Provide only the number of lines in the records where "means" appears.

<<<<

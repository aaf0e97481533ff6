//! [ParseState] is the bookkeeping every parse needs regardless of grammar:
//! where we are, the furthest we've failed and what we expected there,
//! turning byte offsets into line:col, and telling the tracer (if there
//! is one) about rules as they come and go.
//!
//! A parser built on it looks like
//!
//! ```
//! use rpegrt::{Expectation, ParseState, ParseOptions};
//!
//! let hello = Expectation::literal("hello", false);
//! let mut state = ParseState::<String>::new("hello", ParseOptions::default().tracer);
//! let result = state
//!     .rule("greeting", |state| Ok(state.consume(&hello).map(String::from)))
//!     .unwrap();
//! assert_eq!(state.finish(result).unwrap(), "hello");
//! ```

use indexmap::IndexSet;

use crate::{
    ClassPart, Error, Expectation, Location, Position, SyntaxError, TraceError, TraceEvent,
    Tracer,
};

/// What the caller of a generated parser can configure
pub struct ParseOptions<'t, V> {
    /// None means the first allowed start rule
    pub start_rule: Option<String>,
    /// None means no tracing at all
    pub tracer: Option<&'t mut dyn Tracer<V>>,
}
impl<'t, V> Default for ParseOptions<'t, V> {
    fn default() -> Self {
        Self {
            start_rule: None,
            tracer: None,
        }
    }
}
impl<'t, V> ParseOptions<'t, V> {
    /// Pick the rule to start from out of the allowed ones. A compiled grammar
    /// always has at least one
    pub fn resolve_start_rule<'a>(&self, allowed: &[&'a str]) -> Result<&'a str, Error> {
        match &self.start_rule {
            None => allowed
                .first()
                .copied()
                .ok_or_else(|| Error::StartRule(String::new())),
            Some(name) => allowed
                .iter()
                .copied()
                .find(|rule| *rule == name.as_str())
                .ok_or_else(|| Error::StartRule(name.clone())),
        }
    }
}

pub struct ParseState<'i, 't, V> {
    input: &'i str,
    /// Current byte offset into the input
    pub pos: usize,
    max_fail_pos: usize,
    /// Set so that the same expectation reached by different paths is only
    /// reported once
    max_fail_expected: IndexSet<Expectation>,
    silent_fails: usize,
    /// Last computed position, scanning resumes from here when going forward
    pos_cache: (usize, Position),
    tracer: Option<&'t mut dyn Tracer<V>>,
}

impl<'i, 't, V> ParseState<'i, 't, V> {
    pub fn new(input: &'i str, tracer: Option<&'t mut dyn Tracer<V>>) -> Self {
        Self {
            input,
            pos: 0,
            max_fail_pos: 0,
            max_fail_expected: IndexSet::new(),
            silent_fails: 0,
            pos_cache: (0, Position::start()),
            tracer,
        }
    }
    pub fn input(&self) -> &'i str {
        self.input
    }
    /// Everything from the current position on
    pub fn rest(&self) -> &'i str {
        &self.input[self.pos..]
    }
    pub fn is_tracing(&self) -> bool {
        self.tracer.is_some()
    }
    /// The furthest failure so far, and what was expected there
    pub fn furthest_failure(&self) -> (usize, Vec<Expectation>) {
        (
            self.max_fail_pos,
            self.max_fail_expected.iter().cloned().collect(),
        )
    }

    /// Line and column of a byte offset
    pub fn position(&mut self, offset: usize) -> Position {
        let offset = offset.min(self.input.len());
        let (mut at, mut position) = self.pos_cache;
        if offset < at {
            at = 0;
            position = Position::start();
        }
        for c in self.input[at..offset].chars() {
            if c == '\n' {
                position.line += 1;
                position.column = 1;
            } else {
                position.column += 1;
            }
        }
        position.offset = Some(offset);
        self.pos_cache = (offset, position);
        position
    }
    pub fn location(&mut self, start: usize, end: usize) -> Location {
        Location::new(self.position(start), self.position(end))
    }

    /// Record that `expected` would have matched at the current position.
    /// Only the furthest position's expectations are kept
    pub fn fail(&mut self, expected: Expectation) {
        if self.silent_fails > 0 || self.pos < self.max_fail_pos {
            return;
        }
        if self.pos > self.max_fail_pos {
            self.max_fail_pos = self.pos;
            self.max_fail_expected.clear();
        }
        self.max_fail_expected.insert(expected);
    }
    /// Run `body` without recording any failures
    pub fn silenced<T, F>(&mut self, body: F) -> T
    where
        F: FnOnce(&mut Self) -> T,
    {
        self.silent_fails += 1;
        let result = body(self);
        self.silent_fails -= 1;
        result
    }

    /// Try to match `expected` at the current position, moving past it on
    /// success and recording it as a failure otherwise. [Expectation::Other]
    /// doesn't describe any input by itself so it never matches
    pub fn consume(&mut self, expected: &Expectation) -> Option<&'i str> {
        let rest = self.rest();
        let len = match expected {
            Expectation::Literal { text, ignore_case } => {
                if *ignore_case {
                    let wanted = text.chars().count();
                    let end = rest
                        .char_indices()
                        .nth(wanted)
                        .map_or(rest.len(), |(i, _)| i);
                    let candidate = &rest[..end];
                    if candidate.chars().count() == wanted
                        && candidate.to_lowercase() == text.to_lowercase()
                    {
                        Some(end)
                    } else {
                        None
                    }
                } else if rest.starts_with(text.as_str()) {
                    Some(text.len())
                } else {
                    None
                }
            }
            Expectation::Class {
                parts,
                inverted,
                ignore_case,
            } => rest
                .chars()
                .next()
                .filter(|&c| class_contains(parts, *ignore_case, c) != *inverted)
                .map(char::len_utf8),
            Expectation::Any => rest.chars().next().map(char::len_utf8),
            Expectation::End => {
                if rest.is_empty() {
                    Some(0)
                } else {
                    None
                }
            }
            Expectation::Other { .. } => None,
        };
        match len {
            Some(len) => {
                self.pos += len;
                Some(&rest[..len])
            }
            None => {
                self.fail(expected.clone());
                None
            }
        }
    }

    fn emit(&mut self, event: &TraceEvent<V>) -> Result<(), TraceError> {
        match self.tracer.as_mut() {
            Some(tracer) => tracer.trace(event),
            None => Ok(()),
        }
    }

    /// Run one rule invocation. With a tracer there's one rule.enter before
    /// `body` and one rule.match or rule.fail after, without one this is just
    /// a call. Position is put back where it was on failure
    pub fn rule<F>(&mut self, name: &str, body: F) -> Result<Option<V>, TraceError>
    where
        F: FnOnce(&mut Self) -> Result<Option<V>, TraceError>,
    {
        let start = self.pos;
        if self.is_tracing() {
            let location = self.location(start, start);
            self.emit(&TraceEvent::Enter {
                rule: name,
                location,
            })?;
        }
        let result = body(self)?;
        if result.is_none() {
            self.pos = start;
        }
        if self.is_tracing() {
            match &result {
                Some(value) => {
                    let location = self.location(start, self.pos);
                    self.emit(&TraceEvent::Match {
                        rule: name,
                        location,
                        result: value,
                    })?;
                }
                None => {
                    let location = self.location(start, start);
                    self.emit(&TraceEvent::Fail {
                        rule: name,
                        location,
                    })?;
                }
            }
        }
        Ok(result)
    }

    /// A body whose failures all read as one `description`, the way a rule
    /// with a display name reports
    pub fn named<F>(&mut self, description: &str, body: F) -> Result<Option<V>, TraceError>
    where
        F: FnOnce(&mut Self) -> Result<Option<V>, TraceError>,
    {
        let result = self.silenced(body)?;
        if result.is_none() {
            self.fail(Expectation::other(description));
        }
        Ok(result)
    }

    /// Turn the start rule's result into the parse result. Anything short of
    /// consuming the whole input is a [SyntaxError] at the furthest failure
    pub fn finish(mut self, result: Option<V>) -> Result<V, SyntaxError> {
        match result {
            Some(value) if self.pos == self.input.len() => return Ok(value),
            Some(_) => self.fail(Expectation::end()),
            None => {}
        }
        Err(self.error())
    }

    pub fn error(&mut self) -> SyntaxError {
        let at = self.max_fail_pos;
        let found = self.input[at..].chars().next();
        let end = at + found.map_or(0, char::len_utf8);
        let location = self.location(at, end);
        let expected: Vec<Expectation> = self.max_fail_expected.iter().cloned().collect();
        debug!(
            "parse failed at {} with {} expectation(s)",
            location.start,
            expected.len()
        );
        SyntaxError::new(expected, found.map(String::from), location)
    }
}

fn class_contains(parts: &[ClassPart], ignore_case: bool, c: char) -> bool {
    if parts.iter().any(|part| part.contains(c)) {
        return true;
    }
    ignore_case
        && c.to_lowercase()
            .chain(c.to_uppercase())
            .any(|folded| parts.iter().any(|part| part.contains(folded)))
}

>>>>

[Task result]
2